Abbatt to Resign From Dearborn Library Commission
Candyce Abbatt, a long-time library commission, will serve until the end of the year, after which her family will move out of Dearborn.
The nine-member commission that sets policy for Dearborn’s extensive system of libraries will be one less at the end of this year.
Candyce Abbatt, who has served on the Library Commission since 1997, announced at the commission’s monthly meeting on Oct. 12 that she would be resigning. Abbatt made the announcement because the news that she and her husband, Bill Abbatt, would be moving out of the city.
“I wasn’t going to say anything, but I want to say I will be resigning,” she told the commissioners and library administrators present at the meeting.
“Bill and I are moving to Franklin, but I’ll be here until December.”
The commission is made up of nine community members that, according to city policy, are appointed by the sitting mayor. The policy dictates that to be eligible to sit on boards and commissions, a person must be a Dearborn resident.

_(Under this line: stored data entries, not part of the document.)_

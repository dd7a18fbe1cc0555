//! Interaction engine for SkillScout - state machines and page state.
//!
//! This crate owns the [`App`] controller without TUI dependencies. The TUI
//! feeds it events, calls [`App::tick`] every frame, and draws [`PageView`].

mod app;
mod deferred;
mod fields;
mod state;
mod view;

pub use app::{
    App, AppOptions, EMPTY_SKILL_PROMPT, FIX_ERRORS_STATUS, SENT_STATUS, loading_message,
};
pub use deferred::{DeferredTask, TaskPoll};
pub use fields::{FieldEditor, FieldToken};
pub use state::{ContactPhase, SearchPhase};
pub use view::{
    LinkPolicy, NEUTRAL_HEADING, OutboundLink, PageView, Presenter, ResourceCard, SENDING_LABEL,
    SUBMIT_LABEL, SubmitControl,
};

pub use skillscout_config::{SkillScoutConfig, Timings};
pub use skillscout_types::ui::{
    Announcement, DraftInput, FocusTarget, LiveRegion, StatusLine, StatusTone, UiOptions,
};
pub use skillscout_types::{FieldError, ResourceRecord, ValidationResult};
use crate::{EditError, List, Path, Segment, Value};
use log::{debug, trace};

/// Rewrites the node at `path` with `f`, returning the new root.
///
/// This is the primitive every editing operation is built on: it descends
/// along `path`, hands the addressed node to `f`, and rebuilds each ancestor
/// with the one child on the path replaced. All other children are shared
/// with `root`, which is left untouched.
///
/// - The root path hands `root` itself to `f`.
/// - A list segment must be an index of an existing element.
/// - A map segment must be the key of an existing entry.
///
/// ## Example
/// ```rust
/// use treeptr::{update, Path, Value};
///
/// let data: Value = [("count", Value::from(1))].into_iter().collect();
/// let path = Path::from_static("/count");
/// let bumped = update(&data, path, |v| {
///     let n = v.as_number().and_then(|n| n.as_u64()).unwrap_or(0);
///     Ok(Value::from(n + 1))
/// })
/// .unwrap();
/// assert_eq!(path.get(&bumped).unwrap(), Some(&Value::from(2)));
/// ```
///
/// # Errors
/// - [`EditError::NotContainer`] if a segment remains at a scalar or `Null`.
/// - [`EditError::InvalidIndex`] if a list segment is not a non-negative
///   integer or `-`.
/// - [`EditError::IndexOutOfBounds`] if a list segment does not address an
///   existing element (`-` never does).
/// - [`EditError::NotFound`] if a map has no entry for the segment.
/// - Any error returned by `f`.
pub fn update<F>(root: &Value, path: &Path, f: F) -> Result<Value, EditError>
where
    F: FnOnce(&Value) -> Result<Value, EditError>,
{
    trace!("update at \"{path}\"");
    update_at(root, path, f).inspect_err(|err| debug!("update at \"{path}\" failed: {err}"))
}

pub(crate) fn update_at<F>(root: &Value, path: &Path, f: F) -> Result<Value, EditError>
where
    F: FnOnce(&Value) -> Result<Value, EditError>,
{
    update_from(root, path, 0, f)
}

fn update_from<F>(node: &Value, path: &Path, offset: usize, f: F) -> Result<Value, EditError>
where
    F: FnOnce(&Value) -> Result<Value, EditError>,
{
    let Some((segment, tail)) = path.split_front() else {
        return f(node);
    };
    let next_offset = offset + 1 + segment.as_str().len();

    match node {
        Value::List(list) => {
            let (index, child) = child_of_list(list, segment, offset)?;
            let child = update_from(child, tail, next_offset, f)?;
            list.set(index, child)
                .map(Value::List)
                .map_err(|source| EditError::IndexOutOfBounds { offset, source })
        }
        Value::Map(map) => {
            let child = map
                .get(segment.as_str())
                .ok_or(EditError::NotFound { offset })?;
            let child = update_from(child, tail, next_offset, f)?;
            Ok(Value::Map(map.insert(segment.as_str(), child)))
        }
        Value::Null | Value::Scalar(_) => Err(EditError::NotContainer {
            offset,
            found: node.kind(),
        }),
    }
}

fn child_of_list<'v>(
    list: &'v List,
    segment: Segment<'_>,
    offset: usize,
) -> Result<(usize, &'v Value), EditError> {
    let index = segment
        .to_index()
        .map_err(|source| EditError::InvalidIndex { offset, source })?
        .for_len(list.len())
        .map_err(|source| EditError::IndexOutOfBounds { offset, source })?;
    Ok((index, &list.as_slice()[index]))
}

#[cfg(all(test, feature = "json"))]
mod tests {
    use super::*;
    use crate::{Kind, OutOfBoundsError};
    use serde_json::json;

    fn v(json: serde_json::Value) -> Value {
        Value::from(json)
    }

    #[test]
    fn root_hands_over_the_whole_value() {
        let data = v(json!({"a": 1}));
        let result = update(&data, Path::root(), |node| {
            assert_eq!(node, &data);
            Ok(Value::Null)
        })
        .unwrap();
        assert_eq!(result, Value::Null);
    }

    #[test]
    fn rebuilds_ancestors() {
        let data = v(json!({"a": [1, {"b": 2}], "c": [3]}));
        let path = Path::from_static("/a/1/b");
        let result = update(&data, path, |_| Ok(Value::from("x"))).unwrap();
        assert_eq!(result, v(json!({"a": [1, {"b": "x"}], "c": [3]})));
        assert_eq!(data, v(json!({"a": [1, {"b": 2}], "c": [3]})));
    }

    #[test]
    fn shares_untouched_siblings() {
        let data = v(json!({"a": [1, {"b": 2}], "c": [3]}));
        let result = update(&data, Path::from_static("/a/1/b"), |_| Ok(Value::Null)).unwrap();

        let before = data.as_map().unwrap();
        let after = result.as_map().unwrap();
        assert!(before.get("c").unwrap().ptr_eq(after.get("c").unwrap()));
        assert!(!before.get("a").unwrap().ptr_eq(after.get("a").unwrap()));
    }

    #[test]
    fn identity_update_shares_everything() {
        let data = v(json!({"a": {"b": [1, 2]}}));
        let result = update(&data, Path::from_static("/a/b"), |node| Ok(node.clone())).unwrap();
        assert!(result.ptr_eq(&data));
    }

    #[test]
    fn not_container() {
        let data = v(json!({"a": "scalar"}));
        let err = update(&data, Path::from_static("/a/b"), |_| Ok(Value::Null)).unwrap_err();
        assert_eq!(
            err,
            EditError::NotContainer {
                offset: 2,
                found: Kind::Scalar
            }
        );

        let err = update(&Value::Null, Path::from_static("/a"), |_| Ok(Value::Null)).unwrap_err();
        assert_eq!(
            err,
            EditError::NotContainer {
                offset: 0,
                found: Kind::Null
            }
        );
    }

    #[test]
    fn invalid_index() {
        let data = v(json!({"list": [0]}));
        let err = update(&data, Path::from_static("/list/x"), |_| Ok(Value::Null)).unwrap_err();
        assert!(err.is_invalid_index());
        assert_eq!(err.offset(), 5);
    }

    #[test]
    fn index_out_of_bounds() {
        let data = v(json!([0, 1]));
        let err = update(&data, Path::from_static("/2"), |_| Ok(Value::Null)).unwrap_err();
        assert_eq!(
            err,
            EditError::IndexOutOfBounds {
                offset: 0,
                source: OutOfBoundsError {
                    length: 2,
                    index: 2
                }
            }
        );

        let err = update(&data, Path::from_static("/-"), |_| Ok(Value::Null)).unwrap_err();
        assert!(err.is_index_out_of_bounds());
    }

    #[test]
    fn missing_key() {
        let data = v(json!({"a": {}}));
        let err = update(&data, Path::from_static("/a/b"), |_| Ok(Value::Null)).unwrap_err();
        assert_eq!(err, EditError::NotFound { offset: 2 });
    }

    #[test]
    fn updater_error_propagates() {
        let data = v(json!({"a": 1}));
        let err = update(&data, Path::from_static("/a"), |_| {
            Err(EditError::NotFound { offset: 9 })
        })
        .unwrap_err();
        assert_eq!(err, EditError::NotFound { offset: 9 });
    }
}
use crate::{ParseError, Path, PathBuf, Segment};

#[test]
fn parse() {
    assert_eq!(Path::parse("").unwrap(), Path::root());
    assert!(Path::parse("").unwrap().is_root());
    assert_eq!(Path::parse("/foo/bar").unwrap().as_str(), "/foo/bar");
    assert_eq!(Path::parse("foo"), Err(ParseError::NoLeadingSlash));
    assert_eq!(Path::parse("~/foo"), Err(ParseError::NoLeadingSlash));
}

#[test]
fn parse_does_not_validate_segments() {
    // escapes are not decoded and indices are not checked until used
    let path = Path::parse("/a~1b/not-a-number/-/~0").unwrap();
    let segments: Vec<_> = path.segments().collect();
    assert_eq!(segments, ["a~1b", "not-a-number", "-", "~0"]);
}

#[test]
#[should_panic = "path must be empty or start with a slash ('/')"]
fn from_static_panics_without_leading_slash() {
    let _ = Path::from_static("foo");
}

#[test]
fn root() {
    let root = Path::root();
    assert!(root.is_root());
    assert_eq!(root.count(), 0);
    assert_eq!(root.first(), None);
    assert_eq!(root.last(), None);
    assert_eq!(root.split_front(), None);
    assert_eq!(root.split_back(), None);
    assert_eq!(root.parent(), None);
}

#[test]
fn single_slash_is_one_empty_segment() {
    let path = Path::from_static("/");
    assert!(!path.is_root());
    assert_eq!(path.count(), 1);
    assert_eq!(path.first(), Some(Segment::new("")));
    assert_eq!(path.split_back(), Some((Path::root(), Segment::new(""))));
}

#[test]
fn split_front() {
    let path = Path::from_static("/a/b/c");
    let (first, rest) = path.split_front().unwrap();
    assert_eq!(first, "a");
    assert_eq!(rest, "/b/c");
    let (second, rest) = rest.split_front().unwrap();
    assert_eq!(second, "b");
    let (third, rest) = rest.split_front().unwrap();
    assert_eq!(third, "c");
    assert!(rest.is_root());
}

#[test]
fn split_back() {
    let path = Path::from_static("/a/b/-");
    let (parent, last) = path.split_back().unwrap();
    assert_eq!(parent, "/a/b");
    assert!(last.is_next());
    assert_eq!(parent.parent().unwrap(), "/a");
    assert!(parent.parent().unwrap().parent().unwrap().is_root());
}

#[test]
fn first_and_last() {
    let path = Path::from_static("/key/0/-");
    assert_eq!(path.first(), Some(Segment::new("key")));
    assert_eq!(path.last(), Some(Segment::new("-")));
    assert_eq!(path.count(), 3);
}

#[test]
fn path_buf() {
    let mut buf = PathBuf::new();
    assert!(buf.is_root());
    buf.push_back("key");
    buf.push_back("0");
    assert_eq!(buf, "/key/0");
    assert_eq!(buf.pop_back().as_deref(), Some("0"));
    assert_eq!(buf.pop_back().as_deref(), Some("key"));
    assert_eq!(buf.pop_back(), None);
    assert!(buf.is_root());
}

#[test]
fn push_back_does_not_escape() {
    let mut buf = PathBuf::new();
    buf.push_back("a/b");
    assert_eq!(buf.count(), 2);
    assert_eq!(buf, "/a/b");
}

#[test]
fn path_buf_parse() {
    assert_eq!(PathBuf::parse("/x").unwrap(), "/x");
    assert_eq!("/x".parse::<PathBuf>().unwrap(), "/x");
    assert!(PathBuf::try_from("x").unwrap_err().is_no_leading_slash());
    assert!(PathBuf::try_from(String::from("")).unwrap().is_root());
}

#[test]
fn from_segments() {
    let buf = PathBuf::from_segments(["k1", "k2", "k3"]);
    assert_eq!(buf, "/k1/k2/k3");
    assert_eq!(buf.to_string(), "/k1/k2/k3");
    assert_eq!(PathBuf::from_segments(Vec::<String>::new()), "");
}

#[test]
fn to_owned_round_trip() {
    let path = Path::from_static("/a/0");
    let buf = path.to_owned();
    assert_eq!(buf.as_path(), path);
    assert_eq!(*path, buf);
}

#[test]
#[cfg(feature = "json")]
fn serde() {
    let buf: PathBuf = serde_json::from_str("\"/foo/0\"").unwrap();
    assert_eq!(buf, "/foo/0");
    assert_eq!(serde_json::to_string(&buf).unwrap(), "\"/foo/0\"");

    let err = serde_json::from_str::<PathBuf>("\"foo\"").unwrap_err();
    assert!(err.to_string().contains("does not start with a slash"));

    let json = String::from("\"/bar\"");
    let path: &Path = serde_json::from_str(&json).unwrap();
    assert_eq!(path, "/bar");
}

Maryanne Bartles, the director of the Dearborn Centennial Library, said that once Abbatt submits a resignation letter, Mayor Jack O’Reilly will begin the search for a new commissioner, who would then be appointed at his sole discretion.
The Library Commission is not one of Dearborn’s high-profile commissions, but during the past two years, its members have faced tough decisions.
The first would be the 2011 closing of the Snow Branch, which was forced due to a difficult fiscal scenario and the need to re-align resources. Currently, the library is engaged in a discussion about how to encourage lawmakers to put libraries on a list of public places that are exceptions from the state’s open carry firearms provisions.
Abbatt, a family law attorney for the firm Fried Saperstein Abbatt PC, has worked at the Southfield-based firm for more than 30 years. She was first licensed to practice law in 1983, and has written in the media about family law topics such as divorce.
Her move to Franklin was motivated by the desire to be closer to work. “The house is 1.8 miles away from work,” she said. “I’m going to miss [living in] Dearborn, but I’m not going to miss the Southfield Freeway.”